Dolly stared at her a moment. The question seemed to force her to give attention to a new idea, to something she had not thought of before. But when she spoke her voice was still defiant.

"Suppose I did!" she said angrily. "I wanted to have a good time—and he was the nicest boy there—"

"Maybe he saw that you were waiting for him too plainly, Dolly. Maybe he wanted to pick out someone for himself—and if you'd pretended that you didn't care whether he talked to you or not he would have been more anxious to be with you."

Dolly blushed slightly at that, though it was too dark for Bessie to see the color in her cheeks. She knew very well that Bessie was right, but she wondered how Bessie knew it. That feigned indifference had brought her the attentions of more than one boy who had boasted that he was not going to pay any attention to her just because everyone else did.

But the gradually dawning suspicion that she might, after all, have only herself to blame for the spoiling of her evening's fun, and that she had acted in rather a silly fashion, didn't soften Dolly particularly. Very few people are able to recover a lost temper just because they find out, at the height of their anger, that they are themselves to blame for what made them angry, and Dolly was not yet one of them.

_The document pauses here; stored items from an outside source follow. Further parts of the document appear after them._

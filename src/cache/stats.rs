//! Lookup statistics.
//!
//! The object cache reports every resolution to a [`LookupRecorder`]. The
//! default recorder does nothing; [`CacheStats`] keeps per-type counters in
//! memory and [`MetricsRecorder`] forwards to the `metrics` facade. Reporting
//! is always triggered by the host through a [`StatsReporter`].

use std::collections::BTreeMap;
use std::io::{self, Write};
use std::sync::{Arc, Mutex};

use metrics::counter;
use serde::Serialize;
use tracing::info;

use super::lock::mutex_lock;
use crate::telemetry::{METRIC_CONTEXT_CREATE_TOTAL, METRIC_CONTEXT_HIT_TOTAL};

const SOURCE: &str = "cache::stats";

/// Receives one call per cache resolution.
pub trait LookupRecorder: Send + Sync {
    fn record_lookup(&self, type_name: &'static str, was_hit: bool);
}

/// Discards every lookup.
#[derive(Debug, Default, Clone, Copy)]
pub struct NoopRecorder;

impl LookupRecorder for NoopRecorder {
    fn record_lookup(&self, _type_name: &'static str, _was_hit: bool) {}
}

/// Create and hit counts for one context type.
#[derive(Debug, Clone, Copy, Default, PartialEq, Eq, Serialize)]
pub struct LookupCounts {
    pub creates: u64,
    pub hits: u64,
}

impl LookupCounts {
    pub fn lookups(&self) -> u64 {
        self.creates + self.hits
    }
}

/// One row of a stats dump.
#[derive(Debug, Clone, PartialEq, Eq, Serialize)]
pub struct TypeStats {
    pub type_name: &'static str,
    pub creates: u64,
    pub hits: u64,
}

/// In-memory per-type counters.
#[derive(Debug, Default)]
pub struct CacheStats {
    counts: Mutex<BTreeMap<&'static str, LookupCounts>>,
}

impl CacheStats {
    pub fn new() -> Self {
        Self::default()
    }

    /// Snapshot of every type seen so far, ordered by type name.
    pub fn dump(&self) -> Vec<TypeStats> {
        mutex_lock(&self.counts, SOURCE, "dump")
            .iter()
            .map(|(type_name, counts)| TypeStats {
                type_name: *type_name,
                creates: counts.creates,
                hits: counts.hits,
            })
            .collect()
    }

    pub fn get(&self, type_name: &str) -> LookupCounts {
        mutex_lock(&self.counts, SOURCE, "get")
            .get(type_name)
            .copied()
            .unwrap_or_default()
    }

    pub fn totals(&self) -> LookupCounts {
        mutex_lock(&self.counts, SOURCE, "totals")
            .values()
            .fold(LookupCounts::default(), |acc, counts| LookupCounts {
                creates: acc.creates + counts.creates,
                hits: acc.hits + counts.hits,
            })
    }

    pub fn reset(&self) {
        mutex_lock(&self.counts, SOURCE, "reset").clear();
    }
}

impl LookupRecorder for CacheStats {
    fn record_lookup(&self, type_name: &'static str, was_hit: bool) {
        let mut counts = mutex_lock(&self.counts, SOURCE, "record_lookup");
        let entry = counts.entry(type_name).or_default();
        if was_hit {
            entry.hits += 1;
        } else {
            entry.creates += 1;
        }
    }
}

/// Forwards lookups to the global `metrics` recorder.
#[derive(Debug, Default, Clone, Copy)]
pub struct MetricsRecorder;

impl LookupRecorder for MetricsRecorder {
    fn record_lookup(&self, type_name: &'static str, was_hit: bool) {
        if was_hit {
            counter!(METRIC_CONTEXT_HIT_TOTAL, "context_type" => type_name).increment(1);
        } else {
            counter!(METRIC_CONTEXT_CREATE_TOTAL, "context_type" => type_name).increment(1);
        }
    }
}

/// Forwards each lookup to several recorders in order.
#[derive(Default, Clone)]
pub struct FanoutRecorder {
    recorders: Vec<Arc<dyn LookupRecorder>>,
}

impl FanoutRecorder {
    pub fn new() -> Self {
        Self::default()
    }

    pub fn with(mut self, recorder: Arc<dyn LookupRecorder>) -> Self {
        self.recorders.push(recorder);
        self
    }

    pub fn len(&self) -> usize {
        self.recorders.len()
    }

    pub fn is_empty(&self) -> bool {
        self.recorders.is_empty()
    }
}

impl LookupRecorder for FanoutRecorder {
    fn record_lookup(&self, type_name: &'static str, was_hit: bool) {
        for recorder in &self.recorders {
            recorder.record_lookup(type_name, was_hit);
        }
    }
}

/// Presents a stats dump somewhere.
pub trait StatsReporter {
    fn report(&mut self, rows: &[TypeStats]) -> io::Result<()>;
}

/// Logs one `info` event per row.
#[derive(Debug, Default, Clone, Copy)]
pub struct TracingReporter;

impl StatsReporter for TracingReporter {
    fn report(&mut self, rows: &[TypeStats]) -> io::Result<()> {
        for row in rows {
            info!(
                context_type = row.type_name,
                creates = row.creates,
                hits = row.hits,
                "Context cache stats"
            );
        }
        Ok(())
    }
}

/// Writes an aligned text table with a totals line.
pub struct TableReporter<W> {
    out: W,
}

impl<W: Write> TableReporter<W> {
    pub fn new(out: W) -> Self {
        Self { out }
    }

    pub fn into_inner(self) -> W {
        self.out
    }
}

impl<W: Write> StatsReporter for TableReporter<W> {
    fn report(&mut self, rows: &[TypeStats]) -> io::Result<()> {
        const HEADER: &str = "Context";
        const TOTAL: &str = "TOTAL";

        let width = rows
            .iter()
            .map(|row| row.type_name.len())
            .chain([HEADER.len(), TOTAL.len()])
            .max()
            .unwrap_or(HEADER.len());

        writeln!(self.out, "{HEADER:<width$}  {:>8}  {:>8}", "Creates", "Hits")?;
        let mut creates = 0;
        let mut hits = 0;
        for row in rows {
            writeln!(
                self.out,
                "{:<width$}  {:>8}  {:>8}",
                row.type_name, row.creates, row.hits
            )?;
            creates += row.creates;
            hits += row.hits;
        }
        writeln!(self.out, "{TOTAL:<width$}  {creates:>8}  {hits:>8}")?;
        self.out.flush()
    }
}

#[cfg(test)]
mod tests {
    use super::*;

    #[test]
    fn counts_creates_and_hits_per_type() {
        let stats = CacheStats::new();
        stats.record_lookup("Serializer", false);
        stats.record_lookup("Serializer", true);
        stats.record_lookup("Serializer", true);
        stats.record_lookup("Parser", false);

        assert_eq!(
            stats.dump(),
            vec![
                TypeStats {
                    type_name: "Parser",
                    creates: 1,
                    hits: 0,
                },
                TypeStats {
                    type_name: "Serializer",
                    creates: 1,
                    hits: 2,
                },
            ]
        );
        assert_eq!(stats.totals().lookups(), 4);

        stats.reset();
        assert!(stats.dump().is_empty());
        assert_eq!(stats.get("Serializer"), LookupCounts::default());
    }

    #[test]
    fn fanout_reaches_every_recorder() {
        let first = Arc::new(CacheStats::new());
        let second = Arc::new(CacheStats::new());
        let fanout = FanoutRecorder::new()
            .with(first.clone())
            .with(second.clone())
            .with(Arc::new(NoopRecorder));

        fanout.record_lookup("Serializer", true);

        assert_eq!(fanout.len(), 3);
        assert_eq!(first.get("Serializer").hits, 1);
        assert_eq!(second.get("Serializer").hits, 1);
    }

    #[test]
    fn table_reporter_aligns_columns() {
        let rows = vec![
            TypeStats {
                type_name: "JsonSerializer",
                creates: 2,
                hits: 1,
            },
            TypeStats {
                type_name: "Parser",
                creates: 1,
                hits: 10,
            },
        ];

        let mut reporter = TableReporter::new(Vec::new());
        reporter.report(&rows).expect("writes to memory");
        let table = String::from_utf8(reporter.into_inner()).expect("utf8 output");

        let expected = "\
Context          Creates      Hits
JsonSerializer         2         1
Parser                 1        10
TOTAL                  3        11
";
        assert_eq!(table, expected);
    }

    #[test]
    fn stats_survive_poisoned_lock() {
        use std::panic::{AssertUnwindSafe, catch_unwind};

        let stats = CacheStats::new();
        let _ = catch_unwind(AssertUnwindSafe(|| {
            let _guard = stats.counts.lock().expect("lock should be acquired");
            panic!("poison stats lock");
        }));

        stats.record_lookup("Serializer", false);
        assert_eq!(stats.get("Serializer").creates, 1);
    }
}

"I suppose you'll tell all the other girls about this," she said. She wasn't crying any more, but her voice was as hard as ever. "I think you're horrid—and I thought I was going to like you so much. I think I'll ask Miss Eleanor to let me share a room with someone else."

Bessie didn't answer, though Dolly waited while the wagon drove on for quite a hundred yards. Bessie was thinking hard. She liked Dolly; she was sure that this was only a show of Dolly's temper, which, despite the restrictions that surrounded her in her home, and had a good deal to do with her mischievous ways, had never been properly curbed.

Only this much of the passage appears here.